Berlin (Reuters) - Deutschland importiert sich Inflation: Die Einfuhrpreise sind im April wegen teurer Energie so stark gestiegen wie seit über zehn Jahren nicht mehr.

Sie legten um 10,3 Prozent zum Vorjahresmonat zu, wie das Statistische Bundesamt am Freitag mitteilte. Eine so starke Zunahme hatte es zuletzt im Dezember 2010 gegeben. Von Reuters befragt Ökonomen hatten lediglich mit 10,0 Prozent gerechnet, nachdem es im März nur ein Plus von 6,9 Prozent gegeben hatte.
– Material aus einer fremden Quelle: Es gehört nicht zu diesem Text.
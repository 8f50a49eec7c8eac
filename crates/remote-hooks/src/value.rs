//! Dynamic values crossing the remote boundary.
//!
//! A remote hook is opaque to the host: arguments go in as an ordered list of
//! [`Value`]s and a single [`Value`] comes back. Containers are reference
//! counted so cloning a value (or an argument list) never copies its
//! contents, which is what makes pointer-identity comparison meaningful.

use std::fmt;
use std::rc::Rc;

use indexmap::IndexMap;

/// Callable stored inside a [`Value`], e.g. a setter returned by a hook.
pub type Callback = Rc<dyn Fn(&[Value]) -> Value>;

/// Ordered argument list passed to a remote hook.
pub type HookArgs = Vec<Value>;

#[derive(Clone, Default)]
pub enum Value {
    #[default]
    Null,
    Bool(bool),
    Int(i64),
    Float(f64),
    Str(Rc<str>),
    List(Rc<[Value]>),
    Map(Rc<IndexMap<String, Value>>),
    Callback(Callback),
}

impl Value {
    pub fn str(value: impl Into<Rc<str>>) -> Self {
        Value::Str(value.into())
    }

    pub fn list(items: impl IntoIterator<Item = Value>) -> Self {
        Value::List(items.into_iter().collect())
    }

    pub fn map<K: Into<String>>(entries: impl IntoIterator<Item = (K, Value)>) -> Self {
        Value::Map(Rc::new(
            entries
                .into_iter()
                .map(|(key, value)| (key.into(), value))
                .collect(),
        ))
    }

    pub fn callback(f: impl Fn(&[Value]) -> Value + 'static) -> Self {
        Value::Callback(Rc::new(f))
    }

    pub fn is_null(&self) -> bool {
        matches!(self, Value::Null)
    }

    pub fn as_bool(&self) -> Option<bool> {
        match self {
            Value::Bool(value) => Some(*value),
            _ => None,
        }
    }

    pub fn as_int(&self) -> Option<i64> {
        match self {
            Value::Int(value) => Some(*value),
            _ => None,
        }
    }

    pub fn as_float(&self) -> Option<f64> {
        match self {
            Value::Float(value) => Some(*value),
            Value::Int(value) => Some(*value as f64),
            _ => None,
        }
    }

    pub fn as_str(&self) -> Option<&str> {
        match self {
            Value::Str(value) => Some(&**value),
            _ => None,
        }
    }

    pub fn as_list(&self) -> Option<&[Value]> {
        match self {
            Value::List(items) => Some(&**items),
            _ => None,
        }
    }

    pub fn as_map(&self) -> Option<&IndexMap<String, Value>> {
        match self {
            Value::Map(entries) => Some(&**entries),
            _ => None,
        }
    }

    /// Field of a map value; `None` for other variants or a missing key.
    pub fn get(&self, key: &str) -> Option<&Value> {
        self.as_map().and_then(|entries| entries.get(key))
    }

    /// Invoke a callback value. Non-callbacks yield `Null`.
    pub fn call(&self, args: &[Value]) -> Value {
        match self {
            Value::Callback(f) => f(args),
            _ => Value::Null,
        }
    }

    /// Cheap change check: scalars and strings compare by value, lists, maps
    /// and callbacks by pointer.
    pub fn shallow_eq(&self, other: &Value) -> bool {
        match (self, other) {
            (Value::Null, Value::Null) => true,
            (Value::Bool(a), Value::Bool(b)) => a == b,
            (Value::Int(a), Value::Int(b)) => a == b,
            // Bitwise, so NaN equals itself and re-renders settle.
            (Value::Float(a), Value::Float(b)) => a.to_bits() == b.to_bits(),
            (Value::Str(a), Value::Str(b)) => a == b,
            (Value::List(a), Value::List(b)) => Rc::ptr_eq(a, b),
            (Value::Map(a), Value::Map(b)) => Rc::ptr_eq(a, b),
            (Value::Callback(a), Value::Callback(b)) => Rc::ptr_eq(a, b),
            _ => false,
        }
    }
}

/// Element-wise [`Value::shallow_eq`] over two argument lists.
pub fn args_shallow_eq(a: &[Value], b: &[Value]) -> bool {
    a.len() == b.len() && a.iter().zip(b).all(|(a, b)| a.shallow_eq(b))
}

impl PartialEq for Value {
    fn eq(&self, other: &Self) -> bool {
        match (self, other) {
            (Value::List(a), Value::List(b)) => a == b,
            (Value::Map(a), Value::Map(b)) => a == b,
            (Value::Float(a), Value::Float(b)) => a == b,
            _ => self.shallow_eq(other),
        }
    }
}

impl fmt::Debug for Value {
    fn fmt(&self, f: &mut fmt::Formatter<'_>) -> fmt::Result {
        match self {
            Value::Null => f.write_str("Null"),
            Value::Bool(value) => write!(f, "Bool({value})"),
            Value::Int(value) => write!(f, "Int({value})"),
            Value::Float(value) => write!(f, "Float({value})"),
            Value::Str(value) => write!(f, "Str({value:?})"),
            Value::List(items) => f.debug_list().entries(items.iter()).finish(),
            Value::Map(entries) => f.debug_map().entries(entries.iter()).finish(),
            Value::Callback(callback) => write!(f, "Callback({:p})", Rc::as_ptr(callback)),
        }
    }
}

impl From<bool> for Value {
    fn from(value: bool) -> Self {
        Value::Bool(value)
    }
}

impl From<i64> for Value {
    fn from(value: i64) -> Self {
        Value::Int(value)
    }
}

impl From<i32> for Value {
    fn from(value: i32) -> Self {
        Value::Int(value.into())
    }
}

impl From<f64> for Value {
    fn from(value: f64) -> Self {
        Value::Float(value)
    }
}

impl From<&str> for Value {
    fn from(value: &str) -> Self {
        Value::Str(value.into())
    }
}

impl From<String> for Value {
    fn from(value: String) -> Self {
        Value::Str(value.into())
    }
}

impl From<Vec<Value>> for Value {
    fn from(items: Vec<Value>) -> Self {
        Value::List(items.into())
    }
}

impl<T: Into<Value>> From<Option<T>> for Value {
    fn from(value: Option<T>) -> Self {
        value.map_or(Value::Null, Into::into)
    }
}

#[cfg(test)]
mod tests {
    use super::*;

    #[test]
    fn shallow_eq_compares_containers_by_identity() {
        let list = Value::list([Value::from(1), Value::from(2)]);
        let same = list.clone();
        let rebuilt = Value::list([Value::from(1), Value::from(2)]);

        assert!(list.shallow_eq(&same));
        assert!(!list.shallow_eq(&rebuilt));
        assert_eq!(list, rebuilt);
    }

    #[test]
    fn shallow_eq_compares_scalars_and_strings_by_value() {
        assert!(Value::from("abc").shallow_eq(&Value::str(String::from("abc"))));
        assert!(Value::from(3).shallow_eq(&Value::Int(3)));
        assert!(Value::Float(f64::NAN).shallow_eq(&Value::Float(f64::NAN)));
        assert!(!Value::from(3).shallow_eq(&Value::Float(3.0)));
        assert!(!Value::Null.shallow_eq(&Value::Bool(false)));
    }

    #[test]
    fn callbacks_are_equal_only_to_themselves() {
        let inc = Value::callback(|args| Value::from(args.len() as i64));
        let other = Value::callback(|args| Value::from(args.len() as i64));
        assert_eq!(inc, inc.clone());
        assert_ne!(inc, other);
        assert_eq!(inc.call(&[Value::Null, Value::Null]), Value::from(2));
        assert_eq!(Value::from(1).call(&[]), Value::Null);
    }

    #[test]
    fn args_shallow_eq_checks_length_and_elements() {
        let shared = Value::map([("k", Value::from(1))]);
        let a = vec![Value::from("x"), shared.clone()];
        let b = vec![Value::from("x"), shared];
        assert!(args_shallow_eq(&a, &b));
        assert!(!args_shallow_eq(&a, &b[..1]));
        assert!(args_shallow_eq(&[], &[]));
    }

    #[test]
    fn map_lookup() {
        let value = Value::map([("count", Value::from(4)), ("label", Value::from("n"))]);
        assert_eq!(value.get("count").and_then(Value::as_int), Some(4));
        assert_eq!(value.get("label").and_then(Value::as_str), Some("n"));
        assert!(value.get("missing").is_none());
        assert!(Value::Null.get("count").is_none());
    }
}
Experten erwarten, dass diese Entwicklung bei den Verbrauchern ankommen wird.

"Für die kommenden Monate gehen wir davon aus, dass sich die Verteuerung der Rohstoffe - neben den bereits gestiegenen Heizöl- und Benzinpreisen - auch bei den Verbrauchern bemerkbar macht", sagte der Chefvolkswirt der DZ Bank, Michael Holstein. "Die produzierenden Unternehmen werden sicherlich versuchen, einen Teil ihres Kostenanstiegs an ihre Kunden weiterzugeben." LBBW-Ökonom Jens-Oliver Niklasch rechnet in der zweiten Jahreshälfte mit Inflationsraten von mehr als drei Prozent. Die deutlichen Anstiege der Einfuhr- und Erzeugerpreise "lassen zunehmend unwahrscheinlich erscheinen, dass die Inflation auf der Verbraucherebene schon Anfang 2022 sehr deutlich fällt", sagte Niklasch. Mit einem länger anhaltenden Preisdruck bis etwa zur Jahresmitte 2022 muss wohl gerechnet werden.

TABLETS UND SMARTPHONES BILLIGER

Der starke Anstieg im vergangenen Monat geht vor allem auf die Entwicklung bei Energie zurück: Sie war um 101,3 Prozent teurer als im April 2020. "Dieser Anstieg begründet sich durch das außerordentlich niedrige Preisniveau des Vergleichsmonats", erklärten die Statistiker. Damals hatte die Nachfrage aufgrund der Corona-Rezession ihren Tiefpunkt erreicht, bei einem gleichzeitig starken Angebotsüberhang. Erdöl verteuerte sich mit 198,0 Prozent besonders stark, ebenso Mineralölerzeugnisse mit 76,6 Prozent und Erdgas mit 57,6 Prozent. Elektrischer Strom kostete im Import 209,6 Prozent mehr. Ohne Berücksichtigung der Energie sind die Einfuhrpreise im April nur um 4,8 Prozent gestiegen.

Vorleistungsgüter verteuerten sich mit 12,5 Prozent ebenfalls überdurchschnittlich. Dabei kosteten vor allem Eisenerze (+76,8 Prozent), Kupfer (+58,2), Nicht-Eisen-Metallerze (+40,2), bestimmte Kunststoffe (+33,3) sowie Roheisen, Stahl und Ferrolegierungen (+25,8) deutlich mehr. "Hauptgrund für den starken Anstieg der Preise für Eisenerz dürfte die weiterhin starke weltweite Nachfrage sein", erklärte das Statistikamt.

Die Preise für importierte Investitionsgüter sanken gegen den Trend, und zwar um 0,6 Prozent. Tablets (-3,5 Prozent) und Smartphones (-2,2) waren günstiger zu haben als ein Jahr zuvor. Notebooks kosteten 2,6 Prozent mehr. Die Preise für landwirtschaftliche Güter zogen um 4,9 Prozent an. Während sich insbesondere Naturkautschuk (+47,9 Prozent), Getreide (+13,9) und Rohkaffee (+9,4) stark verteuerten, wurden lebende Schweine (-29,0) und Nüsse (-16,8) zu niedrigeren Preisen importiert.